6 The Lord protects the unwary;
when I was brought low, he saved me.
7 Return to your rest, my soul,
for the Lord has been good to you.
8 For you, Lord, have delivered me from death,
my eyes from tears,
my feet from stumbling,
9 that I may walk before the Lord
in the land of the living.
The presence of light and darkness makes possible the mercy of God in the presence of evil, the schemes of men and women, the plans of the enemy of our souls and the power of Hell. All have been broken by the unquenchable light of God. Even in the darkest night, God is holding on; even when we are beset by evil deeds, the day destroys the night, while the night divides the day. John chapter 1:
1 In the beginning was the Word, and the Word was with God, and the Word was God. 2 He was with God in the beginning. 3 Through him all things were made; without him nothing was made that has been made. 4 In him was life, and that life was the light of all mankind. 5 The light shines in the darkness, and the darkness has not overcome it.

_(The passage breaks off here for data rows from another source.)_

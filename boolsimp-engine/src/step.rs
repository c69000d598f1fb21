//! Derivations: the steps the simplifier took to reach its result.

use crate::expr::Expr;
use std::fmt;

#[cfg(feature = "serde")]
use serde::{Deserialize, Serialize};

/// The reason given for the first step of every derivation.
pub const INITIAL_REASON: &str = "Initial expression";

/// A tree in a derivation, with the name of the law that produced it.
#[derive(Debug, Clone, PartialEq)]
#[cfg_attr(feature = "serde", derive(Serialize, Deserialize))]
pub struct Step {
    /// The tree after this step.
    pub expr: Expr,

    /// The law applied to the previous tree, or [`INITIAL_REASON`] for the input.
    pub reason: String,
}

impl fmt::Display for Step {
    fn fmt(&self, f: &mut fmt::Formatter<'_>) -> fmt::Result {
        write!(f, "{} ({})", self.expr, self.reason)
    }
}

/// The steps from an input tree to its simplest found form.
///
/// A derivation always has at least one step: the input itself. Every following step is the
/// previous tree with one law applied.
#[derive(Debug, Clone, PartialEq)]
#[cfg_attr(feature = "serde", derive(Serialize, Deserialize))]
pub struct Derivation {
    steps: Vec<Step>,

    /// The number of trees explored to find this derivation.
    pub nodes_explored: usize,

    /// Whether the search was cut short by its node limit. If so, a simpler tree may exist.
    pub truncated: bool,
}

impl Derivation {
    /// Creates a derivation with no rewrites.
    pub fn trivial(expr: Expr) -> Self {
        Self {
            steps: vec![Step { expr, reason: INITIAL_REASON.to_string() }],
            nodes_explored: 1,
            truncated: false,
        }
    }

    /// Creates a derivation from its steps, or [`None`] if there are no steps.
    pub(crate) fn new(steps: Vec<Step>, nodes_explored: usize, truncated: bool) -> Option<Self> {
        if steps.is_empty() {
            return None;
        }
        Some(Self { steps, nodes_explored, truncated })
    }

    /// Returns the input tree.
    pub fn initial(&self) -> &Expr {
        &self.steps[0].expr
    }

    /// Returns the simplest tree found.
    pub fn result(&self) -> &Expr {
        &self.steps[self.steps.len() - 1].expr
    }

    /// Returns every step, starting with the input.
    pub fn steps(&self) -> &[Step] {
        &self.steps
    }

    /// Returns the number of laws applied.
    pub fn len(&self) -> usize {
        self.steps.len() - 1
    }

    /// Returns true if no law was applied.
    pub fn is_empty(&self) -> bool {
        self.len() == 0
    }
}

impl fmt::Display for Derivation {
    fn fmt(&self, f: &mut fmt::Formatter<'_>) -> fmt::Result {
        let width = self.steps.len().to_string().len();
        for (i, step) in self.steps.iter().enumerate() {
            writeln!(f, "{:>width$}. {}", i + 1, step, width = width)?;
        }
        Ok(())
    }
}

Jesus, in John chapter 3, told Nicodemus, an esteemed rabbi and member of the Jewish Sanhedrin:
19 This is the verdict: Light has come into the world, but people loved darkness instead of light because their deeds were evil. 20 Everyone who does evil hates the light, and will not come into the light for fear that their deeds will be exposed. 21 But whoever lives by the truth comes into the light, so that it may be seen plainly that what they have done has been done in the sight of God.
Even our evil deeds are done in the sight of God. The deeds of darkness are seen, forgiven, and destroyed by the light. The death that Jesus took on to Himself, slain by darkness, was proof that our evil deeds were fully paid. His bursting forth in glorious day is the mercy of God. He has heard our cries, He has delivered us from death, and for that, we should all lift up the cup of salvation, and fulfill our vows to the Lord in the presence of all His people.

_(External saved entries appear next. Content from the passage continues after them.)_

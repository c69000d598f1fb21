//! Breadth-first search over the trees reachable from an input tree.
//!
//! The search starts in [`Phase::Pre`], where both phases of rules apply. The first time a
//! [`Phase::Post`] rule is applied on a path, the path moves to [`Phase::Post`] for good, so that
//! an expansion can never be applied after a contraction and undo it.
//!
//! Explored trees are kept in an arena. Each node points at the node it was rewritten from, which
//! is enough to recover the derivation of any node.

use crate::{
    expr::Expr,
    options::SimplifyOptions,
    rewrite::one_step_rewrites,
    rules::{Phase, RuleCatalog},
    step::INITIAL_REASON,
};
use log::{debug, trace, warn};
use std::collections::{HashSet, VecDeque};

/// A tree explored during a search.
#[derive(Debug, Clone, PartialEq)]
pub struct SearchNode {
    /// The tree.
    pub expr: Expr,

    /// The law that produced this tree from its parent.
    pub reason: &'static str,

    /// The index of the node this tree was rewritten from. Only the root has no parent.
    pub parent: Option<usize>,

    /// The phase of the path leading to this tree.
    pub phase: Phase,
}

/// Every tree explored by a search, in the order they were found.
#[derive(Debug, Clone)]
pub struct SearchTree {
    nodes: Vec<SearchNode>,

    /// The largest cost a tree was allowed to have.
    pub cost_bound: usize,

    /// Whether the search stopped at its node limit before running out of trees.
    pub truncated: bool,
}

impl SearchTree {
    /// Returns the explored nodes. The first node is the root.
    pub fn nodes(&self) -> &[SearchNode] {
        &self.nodes
    }

    /// Returns the index of the simplest tree found.
    ///
    /// Trees are ranked by the number of symbols needed to write them, then by their cost. Ties
    /// go to the tree found first, which is the one with the shortest derivation.
    pub fn best(&self) -> usize {
        self.nodes.iter()
            .enumerate()
            .min_by_key(|(_, node)| (node.expr.symbol_count(), node.expr.cost()))
            .map(|(index, _)| index)
            .unwrap_or(0)
    }

    /// Returns the nodes on the path from the root to the node at the given index.
    pub fn path(&self, index: usize) -> Vec<&SearchNode> {
        let mut path = Vec::new();
        let mut current = Some(index);
        while let Some(index) = current {
            let node = &self.nodes[index];
            path.push(node);
            current = node.parent;
        }
        path.reverse();
        path
    }
}

/// Explores every tree reachable from `root` by applying rules from the catalog, within the
/// bounds of the given options.
///
/// Each distinct tree is explored at most once, and trees over the cost bound are discarded.
pub fn explore(root: &Expr, catalog: &RuleCatalog, options: &SimplifyOptions) -> SearchTree {
    let cost_bound = options.cost_bound(root.cost());
    debug!("exploring `{}` with cost bound {}", root, cost_bound);

    let mut nodes = vec![SearchNode {
        expr: root.clone(),
        reason: INITIAL_REASON,
        parent: None,
        phase: Phase::Pre,
    }];
    let mut visited = HashSet::from([root.clone()]);
    let mut queue = VecDeque::from([0]);
    let mut truncated = false;

    'search: while let Some(index) = queue.pop_front() {
        let candidates = {
            let node = &nodes[index];
            let mut candidates = Vec::new();
            if node.phase == Phase::Pre {
                candidates.extend(
                    one_step_rewrites(&node.expr, catalog, Phase::Pre)
                        .into_iter()
                        .map(|rewrite| (rewrite, Phase::Pre)),
                );
            }
            candidates.extend(
                one_step_rewrites(&node.expr, catalog, Phase::Post)
                    .into_iter()
                    .map(|rewrite| (rewrite, Phase::Post)),
            );
            candidates
        };

        for (rewrite, phase) in candidates {
            if rewrite.expr.cost() > cost_bound || visited.contains(&rewrite.expr) {
                continue;
            }

            if options.node_limit.is_some_and(|limit| nodes.len() >= limit) {
                warn!("search stopped after exploring {} trees", nodes.len());
                truncated = true;
                break 'search;
            }

            trace!("#{} from #{}: {} ({})", nodes.len(), index, rewrite.expr, rewrite.reason);
            visited.insert(rewrite.expr.clone());
            nodes.push(SearchNode {
                expr: rewrite.expr,
                reason: rewrite.reason,
                parent: Some(index),
                phase,
            });
            queue.push_back(nodes.len() - 1);
        }
    }

    debug!("explored {} trees", nodes.len());
    SearchTree { nodes, cost_bound, truncated }
}

#[cfg(test)]
mod tests {
    use pretty_assertions::assert_eq;
    use super::*;
    use crate::options::SimplifyOptionsBuilder;

    fn parse(source: &str) -> Expr {
        source.parse().unwrap()
    }

    fn explore_default(source: &str) -> SearchTree {
        let catalog = RuleCatalog::builtin().unwrap();
        explore(&parse(source), &catalog, &SimplifyOptions::default())
    }

    #[test_log::test]
    fn trees_are_explored_once() {
        let tree = explore_default("!(A . B) + A . (C + !C)");
        let distinct = tree.nodes().iter().map(|node| &node.expr).collect::<HashSet<_>>();
        assert_eq!(distinct.len(), tree.nodes().len());
    }

    #[test_log::test]
    fn trees_stay_within_cost_bound() {
        let catalog = RuleCatalog::builtin().unwrap();
        let options = SimplifyOptionsBuilder::new()
            .growth_factor(1.0)
            .growth_slack(2)
            .build();
        let root = parse("(A + B) . (C + D)");
        let tree = explore(&root, &catalog, &options);

        assert_eq!(tree.cost_bound, root.cost() + 2);
        assert!(tree.nodes().iter().all(|node| node.expr.cost() <= tree.cost_bound));
        assert!(!tree.truncated);
    }

    #[test]
    fn node_limit_truncates() {
        let catalog = RuleCatalog::builtin().unwrap();
        let options = SimplifyOptionsBuilder::new().node_limit(Some(1)).build();
        let tree = explore(&parse("!(A + B)"), &catalog, &options);
        assert_eq!(tree.nodes().len(), 1);
        assert!(tree.truncated);
    }

    #[test_log::test]
    fn unlimited_search_runs_out_of_trees() {
        let catalog = RuleCatalog::builtin().unwrap();
        let options = SimplifyOptionsBuilder::new().node_limit(None).build();
        let tree = explore(&parse("A . B + A . !B"), &catalog, &options);
        assert!(!tree.truncated);
        assert_eq!(tree.nodes()[tree.best()].expr, parse("A"));
    }

    #[test]
    fn post_phase_is_final() {
        let tree = explore_default("!(A + B) . (C + 1)");
        for node in tree.nodes() {
            if let Some(parent) = node.parent {
                if tree.nodes()[parent].phase == Phase::Post {
                    assert_eq!(node.phase, Phase::Post);
                }
            }
        }
    }

    #[test]
    fn path_leads_back_to_root() {
        let tree = explore_default("A . B + A . !B");
        let best = tree.best();
        let path = tree.path(best);
        assert_eq!(path[0].expr, parse("A . B + A . !B"));
        assert_eq!(path[0].reason, INITIAL_REASON);
        assert_eq!(path.last().map(|node| &node.expr), Some(&parse("A")));
    }

    #[test]
    fn nothing_to_do() {
        let tree = explore_default("A . B");
        assert_eq!(tree.nodes().len(), 1);
        assert_eq!(tree.best(), 0);
    }
}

Were there not darkness to divide the day, God’s mercy would be impossible. Those without the light would forever be trapped in their sin, unforgiven, and without hope. Therefore I thank God for the darkness, and I thank Him that He saves out of it.
This is why those songs minister to me. Talk to me about how you think religion is no good all you want. I will still tell you that God isn’t some entity who decides to be good when He feels like it. God equals good, and even in His judgment, even in His anger, His goodness is beyond our limited imagination.
My life has been The Doors first verse. You can’t tell me God isn’t real.
You know the day destroys the night
Night divides the day
Tried to run
Tried to hide
Break on through to the other side
If you don’t believe it, ask Him yourself.